Queer Humboldt Past & Present
Currently queer issues are a major focus of social work as HSU culminating in the Queer Student Union, events like Q-Fest, and organized queer safe spaces on campus. This is the result of groups and individuals having worked in the past to increase representation, awareness, and local knowledge of queer issues. Some of these efforts were large movements meant to inform the public as a whole as well as smaller interactions. The history of queer issues at HSU varries in scale and quality of the experience.
The Importance of Queer Visibility:
Queer visibility on campus hinges on the institution’s acceptance of queerness.
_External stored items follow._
use std::sync::Arc;

use evergreen::engine::SceneRenderEngine;
use evergreen::options::Options;
use web_time::Instant;
use winit::{
    application::ApplicationHandler,
    event::{ElementState, WindowEvent},
    event_loop::{ActiveEventLoop, ControlFlow, EventLoop},
    keyboard::{KeyCode, PhysicalKey},
    window::{Window, WindowId},
};

struct ViewerApp {
    window: Option<Arc<Window>>,
    engine: Option<SceneRenderEngine>,
    last_frame_time: Instant,
    options: Options,
}

impl ViewerApp {
    fn new(options: Options) -> Self {
        Self {
            window: None,
            engine: None,
            last_frame_time: Instant::now(),
            options,
        }
    }
}

impl ApplicationHandler for ViewerApp {
    fn resumed(&mut self, event_loop: &ActiveEventLoop) {
        if self.window.is_none() {
            let attrs = Window::default_attributes()
                .with_title("Evergreen")
                .with_inner_size(winit::dpi::LogicalSize::new(1280, 800));
            let window = Arc::new(
                event_loop
                    .create_window(attrs)
                    .expect("failed to create window"),
            );

            let size = window.inner_size();
            let scale = window.scale_factor();

            let engine = pollster::block_on(SceneRenderEngine::new(
                window.clone(),
                (size.width.max(1), size.height.max(1)),
                scale,
                self.options.clone(),
            ));
            match engine {
                Ok(engine) => {
                    self.engine = Some(engine);
                    self.window = Some(window);
                    self.last_frame_time = Instant::now();
                }
                Err(e) => {
                    log::error!("engine initialization failed: {e}");
                    event_loop.exit();
                }
            }
        }
    }

    fn window_event(
        &mut self,
        event_loop: &ActiveEventLoop,
        _window_id: WindowId,
        event: WindowEvent,
    ) {
        let Some(engine) = self.engine.as_mut() else {
            return;
        };

        match event {
            WindowEvent::CloseRequested => event_loop.exit(),
            WindowEvent::Resized(size) => {
                engine.resize(size.width, size.height);
            }
            WindowEvent::ScaleFactorChanged { scale_factor, .. } => {
                engine.set_pixel_ratio(scale_factor);
            }
            WindowEvent::KeyboardInput { event, .. } => {
                if event.state == ElementState::Pressed
                    && event.physical_key
                        == PhysicalKey::Code(KeyCode::Space)
                {
                    engine.toggle_formation();
                }
            }
            WindowEvent::MouseInput { state, .. } => {
                if state == ElementState::Pressed {
                    engine.toggle_formation();
                }
            }
            WindowEvent::RedrawRequested => {
                let now = Instant::now();
                let dt = now
                    .duration_since(self.last_frame_time)
                    .as_secs_f32()
                    .min(0.1);
                self.last_frame_time = now;

                engine.update(dt);
                match engine.render() {
                    Ok(()) => {}
                    Err(
                        wgpu::SurfaceError::Lost | wgpu::SurfaceError::Outdated,
                    ) => {
                        if let Some(window) = &self.window {
                            let size = window.inner_size();
                            engine.resize(size.width, size.height);
                        }
                    }
                    Err(wgpu::SurfaceError::OutOfMemory) => {
                        log::error!("surface out of memory, exiting");
                        event_loop.exit();
                    }
                    Err(e) => log::warn!("frame dropped: {e}"),
                }
            }
            _ => {}
        }
    }

    fn about_to_wait(&mut self, _event_loop: &ActiveEventLoop) {
        if let Some(window) = &self.window {
            window.request_redraw();
        }
    }
}

fn main() {
    env_logger::init();

    // Optional path to an options TOML; defaults apply otherwise.
    let options = match std::env::args().nth(1) {
        Some(path) => match Options::load(std::path::Path::new(&path)) {
            Ok(options) => options,
            Err(e) => {
                log::error!("failed to load options from {path}: {e}");
                std::process::exit(1);
            }
        },
        None => Options::default(),
    };

    let event_loop = match EventLoop::new() {
        Ok(event_loop) => event_loop,
        Err(e) => {
            log::error!("failed to create event loop: {e}");
            std::process::exit(1);
        }
    };
    event_loop.set_control_flow(ControlFlow::Poll);

    let mut app = ViewerApp::new(options);
    if let Err(e) = event_loop.run_app(&mut app) {
        log::error!("event loop error: {e}");
        std::process::exit(1);
    }
}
As dictated by Mimi Marinucci in her book Feminism is Queer, “homosexuality is not a condition by which people are affected, but rather a social role to which people are assigned.” (Marinucci 5) Essentially, this author is saying that society pathologizes certain behavior, and lumps all people who behave that way together under a shared negative label. Humboldt State University designated the social role of homosexuality to certain students and in turn dictated what parts of those students were valuable, like their success in class, and deemed other parts of them shameful, like their gender expression or sexual preferences. It then became inappropriate for those students to outwardly project the parts of themselves that the University stigmatized. When events for queer students were held, they were typically not recorded. The Sexual Identity Conference is one example of a queer event that was recorded, but was done so poorly. the only evidence that could be found of the conference’s existence was in Humboldt United Gay’s newsletter, and one vaguely worded piece of mail from the University requesting attendance to the event, which it strategically referred to as “the identity conference.” This item exemplifies HSU’s attitudes towards queerness and queer students, and the schools resistence to acknowledge or value queerness.
History as Storytelling:
History is made up of stories and those with the power and privilege to decide what is published and saved for public viewing chooses what is shown and what is hidden. In this project we have come across many attempts to hide these stories and our goal has been to make the history of Queer students on campus and in Humboldt county open to view and to actively alter the incomplete narratives. Jeanette Winterson calls this, in her memoir Why Be Happy When You Can Be Normal?, a damaged reality where stories act as “medicines” (42). Winterson was writing about the use of fiction and poetry but this still applies to the stories that we are compiling in that they repair the damaged reality that has persisted as long as the narrative remains incomplete. However we are aware of how woefully incomplete our compilation is and how much more there needs to be written and recorded in order for this to be even vaguely cohesive. Jacqui Theobald warns us when she says that “even if every person involved has their experiences equally represented, no historical account can claim to represent ‘truth’ because ‘evidence’ is always partial” (372). Some of the core methodology in this project has been to act as “Feminist researchers” (Boyd 177) who, as Nan Boyd writes, “empower (rather than exploit) historical narrators by trusting their voices, positioning narrators as historical experts, and interpreting narrators’ voices alongside the narrator's’ interpretation of their own memories”. We kept this in mind when working with the H.U.G. newsletters and news articles written by/about queer students. Rather than attempting to speak for the historical subjects we prefered to allow them to speak for themselves through the work that has been left behind. Ultimately our intentions are to attempt to repair the incomplete narrative without making the outlandish claim that we could somehow complete the narrative. We hope that this exhibit may make some sort of dent in the current dominant narratives and move the conversation forward in some way.
Works Cited:
Marinucci, Mimi. Feminism is Queer: The Intimate Connection Between Queer and Feminist Theory. London: Zed, 2010. Print
Winterson, Jeanette. Why Be Happy When You Could Be Normal? New York: Grove, 2011.Print
Theobald, Jacqui. "Feminist Oral History And The Victorian Domestic Violence Services Movement." Australian Feminist Studies 28.78 (2013): 364-374. Academic Search Premier. Web. 8 May 2016.
Boyd, Nan Alamilla. "Who Is The Subject? Queer Theory Meets Oral History." Journal Of The History Of Sexuality 17.2 (2008): 177-189. OmniFile Full Text Mega (H.W. Wilson). Web. 8 May 2016.